There is only so much fresh spinach one person can use and freeze! Now that you’ve realized you won’t be able to eat your garden’s abundance, I applaud you for ensuring the extras do not go to waste.
Thankfully, Summit County has an amazing program called Grow to Share, through which gardeners can donate surplus to local families in need. This is a rewarding opportunity to minimize food waste and share your hard work with our community.
Grow for you, Grow to Share
A partnership between High Country Conservation Center (HC3), Summit County Women, Infants, and Children (WIC), and the Family and Intercultural Resource Center (FIRC), Grow to Share provides local produce, nutritional education, and hands-on experiences to qualified families in Summit County.
In 2019, Grow to Share distributed 33 varieties of produce totaling more than 420 pounds! While a bag of spinach here or there may not seem like much, it adds up to a lot of food not wasted and redirected into the right hands.

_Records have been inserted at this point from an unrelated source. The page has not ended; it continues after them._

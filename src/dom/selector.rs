//! 类型化选择器
//!
//! 引擎用到的选择器都是固定的，用一个小的枚举表达即可，不需要通用 CSS 选择器引擎。
//! `AttrContains`/`ClassContains` 对应 `[attr*=value i]`，大小写不敏感。

use markup5ever_rcdom::Handle;

use super::node::{ancestors, class_list, descendants, get_node_attr, get_node_name, is_element};

/// 单个简单选择器
#[derive(Debug, Clone, Copy, PartialEq, Eq)]
pub enum Selector {
    /// 标签名
    Tag(&'static str),
    /// 完整类名（`.name`）
    Class(&'static str),
    /// `class` 属性包含子串（`[class*=x i]`）
    ClassContains(&'static str),
    /// `#id`
    Id(&'static str),
    /// `id` 属性包含子串
    IdContains(&'static str),
    /// `[attr]`
    Attr(&'static str),
    /// `[attr=value]`
    AttrEq(&'static str, &'static str),
    /// `[attr*=value i]`
    AttrContains(&'static str, &'static str),
    /// 复合选择器，全部满足
    All(&'static [Selector]),
    /// 满足任意一个
    Any(&'static [Selector]),
}

impl Selector {
    /// 元素是否匹配
    pub fn matches(&self, node: &Handle) -> bool {
        if !is_element(node) {
            return false;
        }
        match self {
            Selector::Tag(tag) => get_node_name(node).is_some_and(|n| n.eq_ignore_ascii_case(tag)),
            Selector::Class(class) => class_list(node).iter().any(|c| c == class),
            Selector::ClassContains(part) => attr_contains(node, "class", part),
            Selector::Id(id) => get_node_attr(node, "id").as_deref() == Some(*id),
            Selector::IdContains(part) => attr_contains(node, "id", part),
            Selector::Attr(name) => get_node_attr(node, name).is_some(),
            Selector::AttrEq(name, value) => get_node_attr(node, name).as_deref() == Some(*value),
            Selector::AttrContains(name, part) => attr_contains(node, name, part),
            Selector::All(parts) => parts.iter().all(|s| s.matches(node)),
            Selector::Any(parts) => parts.iter().any(|s| s.matches(node)),
        }
    }
}

fn attr_contains(node: &Handle, name: &str, part: &str) -> bool {
    get_node_attr(node, name)
        .is_some_and(|value| value.to_lowercase().contains(&part.to_lowercase()))
}

/// 匹配列表中任意一个选择器
pub fn matches_any(node: &Handle, selectors: &[Selector]) -> bool {
    selectors.iter().any(|s| s.matches(node))
}

/// 最近的匹配元素，包含自身（同 DOM `closest`）
pub fn closest(node: &Handle, selectors: &[Selector]) -> Option<Handle> {
    if matches_any(node, selectors) {
        return Some(node.clone());
    }
    ancestors(node)
        .into_iter()
        .find(|ancestor| matches_any(ancestor, selectors))
}

/// 某个祖先（不含自身）匹配
pub fn has_ancestor(node: &Handle, selectors: &[Selector]) -> bool {
    ancestors(node)
        .iter()
        .any(|ancestor| matches_any(ancestor, selectors))
}

/// 所有匹配的后代元素，按文档顺序，不含根（同 `querySelectorAll`）
pub fn query_all(root: &Handle, selectors: &[Selector]) -> Vec<Handle> {
    descendants(root)
        .into_iter()
        .filter(|node| matches_any(node, selectors))
        .collect()
}

/// 是否存在匹配的后代
pub fn contains_match(root: &Handle, selectors: &[Selector]) -> bool {
    descendants(root).iter().any(|node| matches_any(node, selectors))
}

/// 承载文本的常见标签
pub const TEXT_BEARING: &[Selector] = &[
    Selector::Tag("p"),
    Selector::Tag("span"),
    Selector::Tag("h1"),
    Selector::Tag("h2"),
    Selector::Tag("h3"),
    Selector::Tag("h4"),
    Selector::Tag("h5"),
    Selector::Tag("h6"),
    Selector::Tag("li"),
    Selector::Tag("td"),
    Selector::Tag("th"),
    Selector::Tag("div"),
];

#[cfg(test)]
mod tests {
    use super::*;
    use crate::dom::node::{find_by_id, parse_html};

    const COPY_BUTTON: Selector = Selector::All(&[
        Selector::Tag("button"),
        Selector::AttrContains("aria-label", "copy"),
    ]);

    #[test]
    fn test_simple_selectors() {
        let dom = parse_html(
            r#"<div id="app-root" class="Chat-Message hljs" data-testid="Composer-Box" role="textbox">x</div>"#,
        )
        .unwrap();
        let div = find_by_id(&dom.document, "app-root").unwrap();

        assert!(Selector::Tag("DIV").matches(&div));
        assert!(Selector::Class("hljs").matches(&div));
        assert!(!Selector::Class("chat").matches(&div));
        assert!(Selector::ClassContains("chat-message").matches(&div));
        assert!(Selector::IdContains("root").matches(&div));
        assert!(Selector::AttrEq("role", "textbox").matches(&div));
        assert!(Selector::AttrContains("data-testid", "composer").matches(&div));
        assert!(!Selector::Attr("contenteditable").matches(&div));
    }

    #[test]
    fn test_closest_and_query() {
        let dom = parse_html(
            r#"<pre><code id="c"><span id="s">x</span></code></pre>
               <div id="d"><button aria-label="Copy code">c</button></div>"#,
        )
        .unwrap();
        let span = find_by_id(&dom.document, "s").unwrap();
        let code = closest(&span, &[Selector::Tag("code")]).unwrap();
        assert_eq!(get_node_attr(&code, "id").as_deref(), Some("c"));
        assert!(closest(&span, &[Selector::Tag("span")]).is_some(), "closest 包含自身");
        assert!(has_ancestor(&span, &[Selector::Tag("pre")]));

        let div = find_by_id(&dom.document, "d").unwrap();
        assert!(contains_match(&div, &[COPY_BUTTON]));
        assert_eq!(query_all(&dom.document, &[Selector::Tag("button")]).len(), 1);
    }
}
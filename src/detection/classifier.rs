//! 波斯语/英语分类器
//!
//! 纯函数：同样的文本和阈值永远得到同样的结果。规则按固定优先级依次尝试：
//!
//! 1. 没有可计数字母时，原文含波斯字符即判为波斯语
//! 2. 波斯字符占比 >= 阈值
//! 3. 有英文字母且占比 <= 1 - 阈值 判为英语
//! 4. 短文本（<= 10 字符）波斯字符不少于英文
//! 5. 短文本（<= 20 字符）含常见波斯虚词
//! 6. 只有波斯字符
//!
//! 其余为未知。

use std::fmt;
use std::sync::OnceLock;

use regex::Regex;
use serde::{Deserialize, Serialize};
use unicode_normalization::UnicodeNormalization;

use crate::config::constants;
use crate::config::Sensitivity;

/// 分类结果
#[derive(Debug, Clone, Copy, PartialEq, Eq, Hash, Serialize, Deserialize)]
#[serde(rename_all = "lowercase")]
pub enum Language {
    Persian,
    English,
    Unknown,
}

impl Language {
    pub fn as_str(&self) -> &'static str {
        match self {
            Language::Persian => "persian",
            Language::English => "english",
            Language::Unknown => "unknown",
        }
    }

    /// 导出文档使用的方向
    pub fn direction(&self) -> &'static str {
        match self {
            Language::Persian => "rtl",
            _ => "ltr",
        }
    }
}

impl fmt::Display for Language {
    fn fmt(&self, f: &mut fmt::Formatter<'_>) -> fmt::Result {
        f.write_str(self.as_str())
    }
}

/// 常见波斯虚词
pub const PERSIAN_KEYWORDS: &[&str] = &[
    "است", "می‌شود", "می‌کند", "می‌توان", "باید", "نباید", "بود", "بودن", "کردن", "شدن",
    "این", "آن", "که", "را", "به", "از", "در", "با", "برای", "تا", "و", "یا",
    "من", "تو", "او", "ما", "شما", "آنها", "خود", "خودش", "خودم", "خودت",
];

/// 波斯/阿拉伯字符区间
pub fn is_persian_char(c: char) -> bool {
    matches!(c,
        '\u{0600}'..='\u{06FF}'
        | '\u{0750}'..='\u{077F}'
        | '\u{08A0}'..='\u{08FF}'
        | '\u{FB50}'..='\u{FDFF}'
        | '\u{FE70}'..='\u{FEFF}')
}

pub fn has_persian(text: &str) -> bool {
    text.chars().any(is_persian_char)
}

pub fn has_english(text: &str) -> bool {
    text.chars().any(|c| c.is_ascii_alphabetic())
}

pub fn has_persian_keyword(text: &str) -> bool {
    PERSIAN_KEYWORDS.iter().any(|keyword| text.contains(keyword))
}

fn strip_regex() -> Option<&'static Regex> {
    static STRIP: OnceLock<Option<Regex>> = OnceLock::new();
    STRIP
        .get_or_init(|| {
            Regex::new(r"[\p{N}\p{White_Space}\p{P}\p{S}\x{200C}\x{200F}\x{202A}-\x{202E}]+").ok()
        })
        .as_ref()
}

/// NFKC 规范化后去掉数字、空白、标点、符号和方向控制字符
pub fn clean_text(text: &str) -> String {
    let normalized: String = text.nfkc().collect();
    match strip_regex() {
        Some(re) => re.replace_all(&normalized, "").into_owned(),
        None => normalized
            .chars()
            .filter(|c| {
                c.is_alphabetic() && !matches!(*c, '\u{200C}' | '\u{200F}' | '\u{202A}'..='\u{202E}')
            })
            .collect(),
    }
}

/// 字符计数
#[derive(Debug, Clone, Copy, PartialEq, Eq, Default)]
pub struct CharCounts {
    pub persian: usize,
    pub english: usize,
}

impl CharCounts {
    pub fn of(clean: &str) -> Self {
        clean.chars().fold(Self::default(), |mut counts, c| {
            if is_persian_char(c) {
                counts.persian += 1;
            } else if c.is_ascii_alphabetic() {
                counts.english += 1;
            }
            counts
        })
    }

    pub fn persian_ratio(&self) -> Option<f64> {
        let total = self.persian + self.english;
        (total > 0).then(|| self.persian as f64 / total as f64)
    }
}

/// 按灵敏度分类
pub fn classify(text: &str, sensitivity: Sensitivity) -> Language {
    classify_with_threshold(text, sensitivity.threshold())
}

/// 按波斯字符占比阈值分类
pub fn classify_with_threshold(text: &str, threshold: f64) -> Language {
    let clean = clean_text(text);
    let counts = CharCounts::of(&clean);

    let ratio = match counts.persian_ratio() {
        Some(ratio) if !clean.is_empty() => ratio,
        _ => {
            return if has_persian(text) {
                Language::Persian
            } else {
                Language::Unknown
            };
        }
    };

    if ratio >= threshold {
        return Language::Persian;
    }
    if counts.english > 0 && ratio <= 1.0 - threshold {
        return Language::English;
    }

    let length = text.chars().count();
    if length <= constants::SHORT_TEXT_CHARS
        && counts.persian > 0
        && counts.english <= counts.persian
    {
        return Language::Persian;
    }
    if length <= constants::KEYWORD_TEXT_CHARS && has_persian_keyword(text) {
        return Language::Persian;
    }
    if counts.persian > 0 && counts.english == 0 {
        return Language::Persian;
    }

    Language::Unknown
}

#[cfg(test)]
mod tests {
    use super::*;

    #[test]
    fn test_pure_persian_and_english() {
        assert_eq!(classify("سلام دنیا", Sensitivity::Medium), Language::Persian);
        assert_eq!(classify("Hello World", Sensitivity::Medium), Language::English);
    }

    #[test]
    fn test_mixed_short_text() {
        assert_eq!(classify("OK سلام", Sensitivity::Medium), Language::Persian);
    }

    #[test]
    fn test_short_text_bias_reached_at_low_sensitivity() {
        // 占比 0.5：低于 0.6，也高于 1 - 0.6，只有短文本规则能判定
        assert_eq!(classify("ab سل", Sensitivity::Low), Language::Persian);
        // 同样占比但文本超过 10 个字符且无虚词
        assert_eq!(classify("abcdef سلامت خ", Sensitivity::Low), Language::Unknown);
    }

    #[test]
    fn test_keyword_rule() {
        // 占比 5/9，长度 11：短文本规则不适用，虚词 "از" 命中
        assert_eq!(classify("abcd از سلا", Sensitivity::Low), Language::Persian);
        assert_eq!(classify("abcd  سلامت", Sensitivity::Low), Language::Unknown);
    }

    #[test]
    fn test_exact_threshold_boundaries() {
        // 1/4 = 0.25
        assert_eq!(classify("س abc", Sensitivity::High), Language::Persian);
        assert_eq!(classify("س abc", Sensitivity::Medium), Language::English);
        // 2/5 = 0.4
        assert_eq!(classify("سل abc", Sensitivity::Medium), Language::Persian);
        assert_eq!(classify("سل abc", Sensitivity::Low), Language::English);
        // 3/5 = 0.6
        assert_eq!(classify("سلا ab", Sensitivity::Low), Language::Persian);
    }

    #[test]
    fn test_threshold_monotonicity() {
        let samples = ["س abc", "سل abc", "سلا ab", "ab سل", "Hello سلام دنیا", "a b c d e f g h س"];
        for text in samples {
            let low = classify(text, Sensitivity::Low) == Language::Persian;
            let medium = classify(text, Sensitivity::Medium) == Language::Persian;
            let high = classify(text, Sensitivity::High) == Language::Persian;
            assert!(!low || medium, "'{}' 在低灵敏度为波斯语时中灵敏度也应是", text);
            assert!(!medium || high, "'{}' 在中灵敏度为波斯语时高灵敏度也应是", text);
        }
    }

    #[test]
    fn test_fallback_on_empty_clean_text() {
        assert_eq!(classify("123 !!", Sensitivity::Medium), Language::Unknown);
        assert_eq!(classify("", Sensitivity::Medium), Language::Unknown);
        // 阿拉伯-印度数字属于波斯区间但会被清除，回退检查原文
        assert_eq!(classify("۱۲۳", Sensitivity::Medium), Language::Persian);
    }

    #[test]
    fn test_bidi_controls_are_ignored() {
        assert_eq!(
            classify("\u{202B}Hello\u{202C}", Sensitivity::Medium),
            Language::English
        );
        assert_eq!(clean_text("می\u{200C}شود"), "میشود");
    }

    #[test]
    fn test_determinism() {
        for text in ["سلام", "Hello", "ab سل", "", "۱۲۳"] {
            for sensitivity in [Sensitivity::High, Sensitivity::Medium, Sensitivity::Low] {
                assert_eq!(classify(text, sensitivity), classify(text, sensitivity));
            }
        }
    }
}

Each day, thousands of our neighbors struggle to put healthy, fresh meals on their tables. In 2017, the Summit Daily stated that an estimated 3,400 Summit County residents regularly struggle with food insecurity. Fast forward three years and add a global pandemic, that number is likely much higher, and many families are facing increased hardships.
Home and community gardeners are already supporting their health and the environment by growing their food. By taking this one step further, and donating any extra food, gardeners can also improve the health and quality of life of our community.
How to Donate
Whether you are a home gardener or have a plot at the community gardens, anyone can donate to Grow to Share! Simply harvest your produce, deliver it to one of the community gardens mentioned below, bag and label produce, and know that you are making a difference.
When harvesting, make sure to use the appropriate tools. Harvesting in the early morning or late evening is best to prevent wilting and for capturing the peak flavor from herbs. Shake off excess dirt from root veggies and try to avoid storing wet produce in the bags provided. This ensures that you are donating the best-looking produce that can last as long as possible. Small knives work great for greens, cucumbers, and squash, whereas gardening scissors work best for more delicate plants and herbs. Other vegetables – carrots, radishes, and peas – can simply be pulled or snapped off gently.
Produce collection coolers will be dropped off at Nancy’s Garden in Frisco and the Breckenridge Community Garden. The coolers, located in the shed at the gardens, will be accessible each Monday for community and home gardeners to drop off excess produce for donation.
Bags, labels, and pens are provided at each site. Place harvested produce into the bags and fill out the labels. Leave produce in the cooler by the times noted below and know that your excess will be donated that afternoon to WIC families and the FIRC. If you happen to miss the Tuesday morning deadlines, you can bring your produce directly to the Dillon Valley Elementary School Garden between 8am and 6:30pm on Tuesdays.
Have your produce bagged, labeled, and stored before these pick-up times:
83 Nancy’s Place, Frisco, CO
Tuesdays by 8am
Breckenridge Community Garden
107 Denison Placer Rd. Breckenridge
Tuesdays by 7am
Dillon Valley Elementary Garden
108 Deer Path Rd. Dillon
Tuesdays 8am through 6:30pm
Everyone deserves to have access to healthy and nutritious foods. When you have a successful harvest and donate the extras, you make a difference in our community. Consider sowing a few additional seeds to donate each season, and if you ever have a runaway snap pea plant or abundant crop, do not let it go to waste!